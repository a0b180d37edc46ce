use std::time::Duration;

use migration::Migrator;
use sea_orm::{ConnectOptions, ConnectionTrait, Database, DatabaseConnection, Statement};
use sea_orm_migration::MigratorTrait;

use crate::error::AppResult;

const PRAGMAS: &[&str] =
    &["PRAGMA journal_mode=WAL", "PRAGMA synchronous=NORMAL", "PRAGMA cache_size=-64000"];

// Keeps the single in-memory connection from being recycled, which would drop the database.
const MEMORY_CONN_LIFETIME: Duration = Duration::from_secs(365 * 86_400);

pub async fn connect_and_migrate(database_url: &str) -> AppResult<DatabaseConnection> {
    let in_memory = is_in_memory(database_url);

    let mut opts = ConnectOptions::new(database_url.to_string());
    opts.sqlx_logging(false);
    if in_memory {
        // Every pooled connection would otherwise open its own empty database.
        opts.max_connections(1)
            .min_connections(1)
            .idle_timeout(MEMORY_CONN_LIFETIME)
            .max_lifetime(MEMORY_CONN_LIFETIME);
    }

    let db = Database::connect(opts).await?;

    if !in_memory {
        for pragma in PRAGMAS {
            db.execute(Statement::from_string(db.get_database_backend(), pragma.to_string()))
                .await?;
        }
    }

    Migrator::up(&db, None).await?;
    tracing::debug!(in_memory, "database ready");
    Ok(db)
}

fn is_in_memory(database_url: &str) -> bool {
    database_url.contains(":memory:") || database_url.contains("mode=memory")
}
━━━━━━
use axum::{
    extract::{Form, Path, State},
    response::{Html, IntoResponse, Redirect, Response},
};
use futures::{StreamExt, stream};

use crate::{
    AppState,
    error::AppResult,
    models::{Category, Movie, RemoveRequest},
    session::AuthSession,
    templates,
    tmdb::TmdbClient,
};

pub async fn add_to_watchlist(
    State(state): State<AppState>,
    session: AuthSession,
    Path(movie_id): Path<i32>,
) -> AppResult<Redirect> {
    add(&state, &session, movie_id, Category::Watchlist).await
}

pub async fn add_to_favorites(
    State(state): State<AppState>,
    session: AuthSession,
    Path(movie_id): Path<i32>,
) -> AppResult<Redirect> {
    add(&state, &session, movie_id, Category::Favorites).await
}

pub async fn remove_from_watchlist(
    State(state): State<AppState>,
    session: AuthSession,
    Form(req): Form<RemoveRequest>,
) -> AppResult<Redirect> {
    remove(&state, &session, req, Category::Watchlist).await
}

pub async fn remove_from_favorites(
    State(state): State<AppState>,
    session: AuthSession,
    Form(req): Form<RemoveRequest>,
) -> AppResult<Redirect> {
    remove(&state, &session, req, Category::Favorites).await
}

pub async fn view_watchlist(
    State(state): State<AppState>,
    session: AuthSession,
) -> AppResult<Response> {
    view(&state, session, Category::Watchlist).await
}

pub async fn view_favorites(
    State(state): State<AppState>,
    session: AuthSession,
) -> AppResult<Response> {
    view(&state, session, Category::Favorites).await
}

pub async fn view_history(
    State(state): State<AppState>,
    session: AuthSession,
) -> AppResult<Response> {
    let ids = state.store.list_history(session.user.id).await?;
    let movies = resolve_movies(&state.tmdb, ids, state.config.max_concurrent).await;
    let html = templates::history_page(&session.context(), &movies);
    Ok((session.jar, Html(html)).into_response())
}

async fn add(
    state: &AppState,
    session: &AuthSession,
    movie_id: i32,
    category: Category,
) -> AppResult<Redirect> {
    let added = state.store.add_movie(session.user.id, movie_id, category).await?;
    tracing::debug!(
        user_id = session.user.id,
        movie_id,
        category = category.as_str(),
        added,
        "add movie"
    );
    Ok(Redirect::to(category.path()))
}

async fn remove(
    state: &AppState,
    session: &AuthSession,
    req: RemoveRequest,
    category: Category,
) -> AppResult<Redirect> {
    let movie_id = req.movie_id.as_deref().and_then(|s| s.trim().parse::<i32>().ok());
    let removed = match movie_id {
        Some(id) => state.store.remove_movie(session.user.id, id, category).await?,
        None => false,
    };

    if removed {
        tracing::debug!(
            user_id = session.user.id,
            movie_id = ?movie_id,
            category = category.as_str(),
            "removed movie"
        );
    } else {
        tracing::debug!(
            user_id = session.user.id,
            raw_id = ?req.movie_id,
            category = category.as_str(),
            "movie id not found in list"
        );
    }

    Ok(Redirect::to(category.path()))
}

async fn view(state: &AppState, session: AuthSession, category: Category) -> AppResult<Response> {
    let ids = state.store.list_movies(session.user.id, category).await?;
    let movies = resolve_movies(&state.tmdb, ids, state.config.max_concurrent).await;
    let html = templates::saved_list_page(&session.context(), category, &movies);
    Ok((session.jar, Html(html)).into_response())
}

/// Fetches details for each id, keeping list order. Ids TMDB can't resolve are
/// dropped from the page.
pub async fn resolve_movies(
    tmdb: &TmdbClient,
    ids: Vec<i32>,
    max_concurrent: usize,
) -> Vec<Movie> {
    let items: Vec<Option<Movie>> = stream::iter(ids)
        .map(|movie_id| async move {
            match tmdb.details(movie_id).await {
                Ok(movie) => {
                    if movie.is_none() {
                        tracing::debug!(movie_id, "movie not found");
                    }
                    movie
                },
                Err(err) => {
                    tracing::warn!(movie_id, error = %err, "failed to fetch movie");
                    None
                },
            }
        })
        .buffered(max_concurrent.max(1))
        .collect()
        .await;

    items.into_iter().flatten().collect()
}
━━━━━━
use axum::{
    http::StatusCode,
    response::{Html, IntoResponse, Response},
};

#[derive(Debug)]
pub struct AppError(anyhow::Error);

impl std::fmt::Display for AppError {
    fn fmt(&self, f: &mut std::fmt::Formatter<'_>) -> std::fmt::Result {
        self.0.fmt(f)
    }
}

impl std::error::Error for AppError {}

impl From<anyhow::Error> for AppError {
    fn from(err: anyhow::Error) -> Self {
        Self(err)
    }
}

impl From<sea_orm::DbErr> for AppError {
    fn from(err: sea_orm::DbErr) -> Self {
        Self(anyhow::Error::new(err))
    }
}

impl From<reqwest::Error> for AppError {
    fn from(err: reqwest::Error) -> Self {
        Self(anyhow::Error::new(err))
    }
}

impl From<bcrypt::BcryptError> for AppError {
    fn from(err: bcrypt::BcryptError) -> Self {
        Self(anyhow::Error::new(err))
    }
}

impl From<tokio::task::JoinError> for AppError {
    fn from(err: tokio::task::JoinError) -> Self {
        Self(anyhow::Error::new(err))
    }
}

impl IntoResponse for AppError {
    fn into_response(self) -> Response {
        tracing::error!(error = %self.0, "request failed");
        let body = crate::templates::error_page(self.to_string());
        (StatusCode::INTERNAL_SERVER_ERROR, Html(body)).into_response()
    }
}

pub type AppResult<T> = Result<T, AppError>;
━━━━━━
Since only part of the listing is wanted, copy exactly the lines from the one holding "impl From<bcrypt::BcryptError> for" to the one holding "pub type AppResult<T> = Result<T, AppError>;", both included.

▸ **SOLUTION FOR THIS TASK**:
impl From<bcrypt::BcryptError> for AppError {
    fn from(err: bcrypt::BcryptError) -> Self {
        Self(anyhow::Error::new(err))
    }
}

impl From<tokio::task::JoinError> for AppError {
    fn from(err: tokio::task::JoinError) -> Self {
        Self(anyhow::Error::new(err))
    }
}

impl IntoResponse for AppError {
    fn into_response(self) -> Response {
        tracing::error!(error = %self.0, "request failed");
        let body = crate::templates::error_page(self.to_string());
        (StatusCode::INTERNAL_SERVER_ERROR, Html(body)).into_response()
    }
}

pub type AppResult<T> = Result<T, AppError>;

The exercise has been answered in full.